| Stored data |
↓
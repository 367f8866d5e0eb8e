//! 角色与角色转移表
//!
//! 每个角色回合结束后给出 next_action，由固定的转移表映射到下一个角色（含回退重做）；
//! 未知动作一律按 `continue` 处理。

use std::fmt;
use std::str::FromStr;

use serde::{Deserialize, Serialize};

/// 团队角色
#[derive(Debug, Clone, Copy, PartialEq, Eq, Hash, Serialize, Deserialize)]
#[serde(rename_all = "snake_case")]
pub enum Role {
    Boss,
    ProductManager,
    Architect,
    ProjectManager,
    Engineer,
    Qa,
}

/// 转移目标：下一个角色或结束
#[derive(Debug, Clone, Copy, PartialEq, Eq)]
pub enum Next {
    Role(Role),
    End,
}

/// 工作流阶段（写入状态更新的 current_stage）
#[derive(Debug, Clone, Copy, PartialEq, Eq, Serialize, Deserialize)]
#[serde(rename_all = "snake_case")]
pub enum Stage {
    Requirement,
    Design,
    Development,
    Testing,
}

impl Stage {
    pub fn as_str(&self) -> &'static str {
        match self {
            Stage::Requirement => "requirement",
            Stage::Design => "design",
            Stage::Development => "development",
            Stage::Testing => "testing",
        }
    }
}

impl Role {
    /// 分类器解析回复时的匹配顺序
    pub const ALL: [Role; 6] = [
        Role::Boss,
        Role::ProductManager,
        Role::Architect,
        Role::ProjectManager,
        Role::Engineer,
        Role::Qa,
    ];

    pub fn as_str(&self) -> &'static str {
        match self {
            Role::Boss => "boss",
            Role::ProductManager => "product_manager",
            Role::Architect => "architect",
            Role::ProjectManager => "project_manager",
            Role::Engineer => "engineer",
            Role::Qa => "qa",
        }
    }

    /// 历史摘要消息的前缀标签
    pub fn label(&self) -> &'static str {
        match self {
            Role::Boss => "Boss",
            Role::ProductManager => "PM",
            Role::Architect => "Architect",
            Role::ProjectManager => "PJM",
            Role::Engineer => "Engineer",
            Role::Qa => "QA",
        }
    }

    /// 角色回合结束后进入的阶段；architect / project_manager 不改变阶段
    pub fn stage(&self) -> Option<Stage> {
        match self {
            Role::Boss => Some(Stage::Requirement),
            Role::ProductManager => Some(Stage::Design),
            Role::Engineer => Some(Stage::Development),
            Role::Qa => Some(Stage::Testing),
            Role::Architect | Role::ProjectManager => None,
        }
    }

    /// 首次进入（或上一角色未给出指令）时使用的默认指令
    pub fn default_instruction(&self, framework: &str) -> String {
        match self {
            Role::Boss => format!("请分析用户需求并创建 requirements.md 文档。目标框架：{}", framework),
            Role::ProductManager => "请阅读 requirements.md 并编写详细的 PRD 文档（prd.md）".to_string(),
            Role::Architect => format!("请阅读 prd.md 并设计技术架构，生成 design.md。目标框架：{}", framework),
            Role::ProjectManager => {
                "请阅读 prd.md 和 design.md，将需求拆解为具体的开发任务，生成 tasks.md".to_string()
            }
            Role::Engineer => format!(
                "请根据 design.md 和 tasks.md 实现代码。目标框架：{}。一次完成一个任务，测试后再继续。",
                framework
            ),
            Role::Qa => "请编写测试用例并执行测试，生成测试报告 test_report.md".to_string(),
        }
    }

    /// 该角色允许的 (动作, 目标) 映射；第一项总是 `continue`
    pub fn transitions(&self) -> &'static [(&'static str, Next)] {
        use Next::End;
        match self {
            Role::Boss => &[("continue", Next::Role(Role::ProductManager)), ("end", End)],
            Role::ProductManager => &[
                ("continue", Next::Role(Role::Architect)),
                ("back_to_boss", Next::Role(Role::Boss)),
                ("end", End),
            ],
            Role::Architect => &[
                ("continue", Next::Role(Role::ProjectManager)),
                ("back_to_pm", Next::Role(Role::ProductManager)),
                ("end", End),
            ],
            Role::ProjectManager => &[
                ("continue", Next::Role(Role::Engineer)),
                ("back_to_architect", Next::Role(Role::Architect)),
                ("back_to_pm", Next::Role(Role::ProductManager)),
                ("end", End),
            ],
            Role::Engineer => &[
                ("continue", Next::Role(Role::Qa)),
                ("continue_development", Next::Role(Role::Engineer)),
                ("back_to_architect", Next::Role(Role::Architect)),
                ("end", End),
            ],
            Role::Qa => &[
                ("continue", End),
                ("back_to_engineer", Next::Role(Role::Engineer)),
                ("end", End),
            ],
        }
    }
}

impl fmt::Display for Role {
    fn fmt(&self, f: &mut fmt::Formatter<'_>) -> fmt::Result {
        f.write_str(self.as_str())
    }
}

impl FromStr for Role {
    type Err = String;

    fn from_str(s: &str) -> Result<Self, Self::Err> {
        Role::ALL
            .iter()
            .copied()
            .find(|r| r.as_str() == s)
            .ok_or_else(|| format!("unknown role: {}", s))
    }
}

impl Next {
    pub fn as_str(&self) -> &'static str {
        match self {
            Next::Role(r) => r.as_str(),
            Next::End => "end",
        }
    }
}

/// 查转移表；未映射的动作回落到 `continue` 的目标
pub fn resolve_next_role(role: Role, action: &str) -> Next {
    let table = role.transitions();
    table
        .iter()
        .find(|(a, _)| *a == action)
        .or_else(|| table.first())
        .map(|(_, next)| *next)
        .unwrap_or(Next::End)
}

#[cfg(test)]
mod tests {
    use super::*;

    #[test]
    fn test_continue_chain_reaches_end() {
        let mut role = Role::Boss;
        let mut visited = vec![role];
        while let Next::Role(next) = resolve_next_role(role, "continue") {
            visited.push(next);
            role = next;
        }
        assert_eq!(
            visited,
            vec![
                Role::Boss,
                Role::ProductManager,
                Role::Architect,
                Role::ProjectManager,
                Role::Engineer,
                Role::Qa
            ]
        );
    }

    #[test]
    fn test_backward_loops() {
        assert_eq!(resolve_next_role(Role::ProductManager, "back_to_boss"), Next::Role(Role::Boss));
        assert_eq!(resolve_next_role(Role::Architect, "back_to_pm"), Next::Role(Role::ProductManager));
        assert_eq!(
            resolve_next_role(Role::ProjectManager, "back_to_architect"),
            Next::Role(Role::Architect)
        );
        assert_eq!(
            resolve_next_role(Role::ProjectManager, "back_to_pm"),
            Next::Role(Role::ProductManager)
        );
        assert_eq!(
            resolve_next_role(Role::Engineer, "continue_development"),
            Next::Role(Role::Engineer)
        );
        assert_eq!(resolve_next_role(Role::Engineer, "back_to_architect"), Next::Role(Role::Architect));
        assert_eq!(resolve_next_role(Role::Qa, "back_to_engineer"), Next::Role(Role::Engineer));
        for role in Role::ALL {
            assert_eq!(resolve_next_role(role, "end"), Next::End);
        }
    }

    #[test]
    fn test_unmapped_action_falls_back_to_continue() {
        for role in Role::ALL {
            assert_eq!(
                resolve_next_role(role, "fly_to_the_moon"),
                resolve_next_role(role, "continue"),
                "{}",
                role
            );
        }
        // boss 没有 back_to_boss，按 continue 处理
        assert_eq!(resolve_next_role(Role::Boss, "back_to_boss"), Next::Role(Role::ProductManager));
    }

    #[test]
    fn test_default_instruction_uses_framework() {
        assert!(Role::Boss.default_instruction("vue").contains("vue"));
        assert!(Role::Engineer.default_instruction("react").contains("react"));
        assert!(Role::Qa.default_instruction("react").contains("test_report.md"));
    }

    #[test]
    fn test_role_names_roundtrip() {
        for role in Role::ALL {
            assert_eq!(role.as_str().parse::<Role>().unwrap(), role);
        }
        assert_eq!(Role::Boss.stage(), Some(Stage::Requirement));
        assert_eq!(Role::Architect.stage(), None);
    }
}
↑
| Task objective |
Extract all lines of the records above that include "目标框架".

| Problem solution |
            Role::Boss => format!("请分析用户需求并创建 requirements.md 文档。目标框架：{}", framework),
            Role::Architect => format!("请阅读 prd.md 并设计技术架构，生成 design.md。目标框架：{}", framework),
                "请根据 design.md 和 tasks.md 实现代码。目标框架：{}。一次完成一个任务，测试后再继续。",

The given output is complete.